_PROBLEM DETAILS_: Search the entries below. Return every line that has "Serialize" in it.

_TASK INPUT_:

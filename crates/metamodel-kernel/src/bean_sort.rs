//! Classification of introspected classes.

use crate::context::ValueTypeRegistry;
use crate::descriptor::{ClassDescriptor, TypeRef, annotation};
use serde::{Deserialize, Serialize};

#[derive(Debug, Clone, Copy, PartialEq, Eq, Hash, Serialize, Deserialize)]
#[serde(rename_all = "snake_case")]
pub enum BeanSort {
    Value,
    ViewModel,
    Entity,
    Mixin,
    ManagedBean,
    Abstract,
    Collection,
    Unknown,
}

impl BeanSort {
    pub fn classify(class: &ClassDescriptor, value_types: &ValueTypeRegistry) -> Self {
        if TypeRef::new(class.name.as_str()).is_collection() {
            return BeanSort::Collection;
        }
        if class.has_annotation(annotation::VALUE) || value_types.contains(&class.name) {
            return BeanSort::Value;
        }
        if class.mixin().is_some() {
            return BeanSort::Mixin;
        }
        if class.has_annotation(annotation::DOMAIN_SERVICE) {
            return BeanSort::ManagedBean;
        }
        if let Some(domain_object) = class.annotation(annotation::DOMAIN_OBJECT) {
            if class.is_abstract {
                return BeanSort::Abstract;
            }
            return match domain_object.attr_str("nature") {
                Some("ENTITY") => BeanSort::Entity,
                Some("MIXIN") => BeanSort::Mixin,
                _ => BeanSort::ViewModel,
            };
        }
        if class.is_abstract {
            return BeanSort::Abstract;
        }
        BeanSort::Unknown
    }

    /// Whether members of this sort are introspected at all.
    pub fn introspects_members(self) -> bool {
        !matches!(
            self,
            BeanSort::Value | BeanSort::Collection | BeanSort::Unknown
        )
    }

    pub fn is_mixin(self) -> bool {
        self == BeanSort::Mixin
    }

    pub fn is_unknown(self) -> bool {
        self == BeanSort::Unknown
    }
}
//! Framework defaults installed before any other factory runs.

use metamodel_kernel::naming::natural_name;
use metamodel_kernel::{
    Facet, FacetFactory, FacetType, FacetValue, FeatureType, FeatureTypes, MetamodelError,
    Precedence, ProcessClassContext, ProcessMethodContext, ProcessParameterContext, facet_type,
};

/// Icon used for objects that declare none.
pub const DEFAULT_CSS_CLASS_FA: &str = "fa-cube";

/// Natural names everywhere, a default icon for objects and visible,
/// editable members.
#[derive(Debug, Default)]
pub struct FallbackFacetFactory;

fn fallback_text(facet_type: FacetType, text: String) -> Facet {
    Facet::new(facet_type, Precedence::Fallback, FacetValue::Text(text))
}

impl FacetFactory for FallbackFacetFactory {
    fn feature_types(&self) -> FeatureTypes {
        FeatureTypes::EVERYTHING
    }

    fn process_class(&self, ctx: &mut ProcessClassContext<'_>) -> Result<(), MetamodelError> {
        let named = natural_name(ctx.class().simple_name());
        ctx.add_facet(fallback_text(facet_type::NAMED, named));
        ctx.add_facet(fallback_text(
            facet_type::CSS_CLASS_FA,
            DEFAULT_CSS_CLASS_FA.to_string(),
        ));
        Ok(())
    }

    fn process_method(&self, ctx: &mut ProcessMethodContext<'_>) -> Result<(), MetamodelError> {
        let named = natural_name(ctx.holder().name());
        ctx.add_facet(fallback_text(facet_type::NAMED, named));
        ctx.add_facet(Facet::new(
            facet_type::HIDDEN,
            Precedence::Fallback,
            FacetValue::Flag(false),
        ));
        if ctx.feature_type() != FeatureType::Action {
            ctx.add_facet(Facet::new(
                facet_type::DISABLED,
                Precedence::Fallback,
                FacetValue::Flag(false),
            ));
        }
        Ok(())
    }

    fn process_params(&self, ctx: &mut ProcessParameterContext<'_>) -> Result<(), MetamodelError> {
        let named = natural_name(&ctx.method().parameters[ctx.param_index()].name);
        ctx.add_facet(fallback_text(facet_type::NAMED, named));
        Ok(())
    }
}
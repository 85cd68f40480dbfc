//! Post-processing of fully introspected specifications.

use crate::context::MetaModelContext;
use crate::error::{MetamodelError, short_type_name};
use crate::spec::ObjectSpecification;

/// Runs after every class has been introspected and mixins contributed,
/// and before validation.
///
/// Post-processors typically cascade object-level facets down to members.
pub trait ObjectSpecificationPostProcessor: Send + Sync + 'static {
    fn name(&self) -> &'static str {
        short_type_name(std::any::type_name::<Self>())
    }

    fn post_process(
        &self,
        spec: &mut ObjectSpecification,
        context: &MetaModelContext,
    ) -> Result<(), MetamodelError>;
}
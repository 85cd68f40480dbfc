//! Metamodel CLI: the `metamodel` command.

mod cli;
mod commands;
mod support;

use clap::Parser;
use cli::{Cli, Commands};

fn main() {
    let cli = Cli::parse();
    init_logging(&cli.log_level);

    match cli.command {
        Commands::Factories { config, json } => commands::factories::run(config, json),

        Commands::Introspect {
            model,
            config,
            r#type,
            json,
        } => commands::introspect::run(model, config, r#type, json),

        Commands::Validate {
            model,
            config,
            fail_on_error,
            json,
        } => commands::validate::run(model, config, fail_on_error, json),

        Commands::Layout {
            model,
            type_name,
            config,
            json,
        } => commands::layout::run(model, type_name, config, json),
    }
}

/// Logs go to stderr so stdout stays parseable with `--json`.
fn init_logging(level: &str) {
    let filter = tracing_subscriber::EnvFilter::try_from_default_env()
        .or_else(|_| tracing_subscriber::EnvFilter::try_new(level))
        .unwrap_or_else(|e| {
            eprintln!("error: invalid --log-level {level:?}: {e}");
            std::process::exit(1);
        });

    tracing_subscriber::fmt()
        .with_env_filter(filter)
        .with_writer(std::io::stderr)
        .with_target(false)
        .compact()
        .init();
}
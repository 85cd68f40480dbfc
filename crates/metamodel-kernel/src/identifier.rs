//! Stable identifiers for metamodel elements.

use serde::{Deserialize, Serialize};
use std::fmt;

#[derive(Debug, Clone, Copy, PartialEq, Eq, PartialOrd, Ord, Hash, Serialize, Deserialize)]
#[serde(rename_all = "snake_case")]
pub enum IdentifierKind {
    Class,
    PropertyOrCollection,
    Action,
    ActionParameter,
}

/// Identifies a class, a member of a class, or a parameter of an action.
///
/// The full identity string has the form `Type`, `Type#member`,
/// `Type#action(ParamType,..)` or `Type#action(ParamType,..)[index]`.
#[derive(Debug, Clone, PartialEq, Eq, PartialOrd, Ord, Hash, Serialize, Deserialize)]
#[serde(rename_all = "camelCase")]
pub struct Identifier {
    kind: IdentifierKind,
    class_name: String,
    #[serde(default, skip_serializing_if = "String::is_empty")]
    member_name: String,
    #[serde(default, skip_serializing_if = "Vec::is_empty")]
    parameter_types: Vec<String>,
    #[serde(default, skip_serializing_if = "Option::is_none")]
    parameter_index: Option<usize>,
}

impl Identifier {
    pub fn class_identifier(class_name: impl Into<String>) -> Self {
        Self {
            kind: IdentifierKind::Class,
            class_name: class_name.into(),
            member_name: String::new(),
            parameter_types: Vec::new(),
            parameter_index: None,
        }
    }

    pub fn property_or_collection_identifier(
        class_name: impl Into<String>,
        member_name: impl Into<String>,
    ) -> Self {
        Self {
            kind: IdentifierKind::PropertyOrCollection,
            class_name: class_name.into(),
            member_name: member_name.into(),
            parameter_types: Vec::new(),
            parameter_index: None,
        }
    }

    pub fn action_identifier(
        class_name: impl Into<String>,
        member_name: impl Into<String>,
        parameter_types: Vec<String>,
    ) -> Self {
        Self {
            kind: IdentifierKind::Action,
            class_name: class_name.into(),
            member_name: member_name.into(),
            parameter_types,
            parameter_index: None,
        }
    }

    /// Identifier of parameter `index` of this action.
    pub fn parameter_identifier(&self, index: usize) -> Self {
        Self {
            kind: IdentifierKind::ActionParameter,
            parameter_index: Some(index),
            ..self.clone()
        }
    }

    /// The same member relocated onto another class (used for mixed-in members).
    pub fn with_class(&self, class_name: impl Into<String>, member_name: impl Into<String>) -> Self {
        Self {
            class_name: class_name.into(),
            member_name: member_name.into(),
            ..self.clone()
        }
    }

    pub fn kind(&self) -> IdentifierKind {
        self.kind
    }

    pub fn class_name(&self) -> &str {
        &self.class_name
    }

    /// Member name as shown to users, independent of parameter types.
    pub fn logical_member_name(&self) -> &str {
        &self.member_name
    }

    pub fn parameter_types(&self) -> &[String] {
        &self.parameter_types
    }

    pub fn parameter_index(&self) -> Option<usize> {
        self.parameter_index
    }

    pub fn full_identity_string(&self) -> String {
        match self.kind {
            IdentifierKind::Class => self.class_name.clone(),
            IdentifierKind::PropertyOrCollection => {
                format!("{}#{}", self.class_name, self.member_name)
            }
            IdentifierKind::Action => format!(
                "{}#{}({})",
                self.class_name,
                self.member_name,
                self.parameter_types.join(",")
            ),
            IdentifierKind::ActionParameter => format!(
                "{}#{}({})[{}]",
                self.class_name,
                self.member_name,
                self.parameter_types.join(","),
                self.parameter_index.unwrap_or_default()
            ),
        }
    }
}

impl fmt::Display for Identifier {
    fn fmt(&self, f: &mut fmt::Formatter<'_>) -> fmt::Result {
        f.write_str(&self.full_identity_string())
    }
}
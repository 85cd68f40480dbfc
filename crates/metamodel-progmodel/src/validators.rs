//! Cross-member checks run once the metamodel has been built.

use metamodel_kernel::descriptor::annotation;
use metamodel_kernel::{
    FacetHolder, FacetedMethod, Identifier, MetaModelValidator, ObjectSpecification,
    ValidationFailures, failure_class,
};
use std::collections::BTreeMap;

/// Actions are addressed by name alone, so a name may back only one action.
///
/// Mixed-in actions are exempt: they are named after their mixin, not a method.
#[derive(Debug, Default)]
pub struct ActionOverloadingValidator;

impl MetaModelValidator for ActionOverloadingValidator {
    fn visit(&mut self, spec: &ObjectSpecification, failures: &mut ValidationFailures) {
        let mut by_name: BTreeMap<&str, Vec<&FacetedMethod>> = BTreeMap::new();
        for action in spec.actions().filter(|action| !action.is_mixed_in()) {
            by_name.entry(action.name()).or_default().push(action);
        }

        for (name, actions) in by_name {
            if actions.len() < 2 {
                continue;
            }
            let signatures: Vec<String> = actions
                .iter()
                .map(|action| action.method().signature())
                .collect();
            failures.raise_formatted(
                failure_class::ACTION_OVERLOADING,
                spec,
                actions[0].identifier(),
                format_args!(
                    "{}: action '{}' is overloaded ({}); action names must be unique",
                    spec.type_name(),
                    name,
                    signatures.join(", ")
                ),
            );
        }
    }
}

/// `@Action` on a class the metamodel cannot classify means the class was
/// meant to be a domain object but is missing its `@DomainObject` or
/// `@DomainService` annotation.
#[derive(Debug, Default)]
pub struct ActionAnnotationShouldEnforceConcreteTypeValidator;

impl MetaModelValidator for ActionAnnotationShouldEnforceConcreteTypeValidator {
    fn visit(&mut self, spec: &ObjectSpecification, failures: &mut ValidationFailures) {
        if !spec.bean_sort().is_unknown() {
            return;
        }
        for method in spec
            .descriptor()
            .methods
            .iter()
            .filter(|method| method.has_annotation(annotation::ACTION))
        {
            let origin = Identifier::action_identifier(
                spec.type_name(),
                method.name.clone(),
                method.parameter_types(),
            );
            failures.raise_formatted(
                failure_class::ACTION_ON_UNKNOWN_TYPE,
                spec,
                &origin,
                format_args!(
                    "{}: method '{}' is annotated with @Action, but the type is not a \
                     recognised domain object, mixin or service",
                    spec.type_name(),
                    method.name
                ),
            );
        }
    }
}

_RESPONSE_:
use serde::{Deserialize, Serialize};
#[derive(Debug, Clone, Copy, PartialEq, Eq, Hash, Serialize, Deserialize)]
use serde::{Deserialize, Serialize};
#[derive(Debug, Clone, Copy, PartialEq, Eq, PartialOrd, Ord, Hash, Serialize, Deserialize)]
#[derive(Debug, Clone, PartialEq, Eq, PartialOrd, Ord, Hash, Serialize, Deserialize)]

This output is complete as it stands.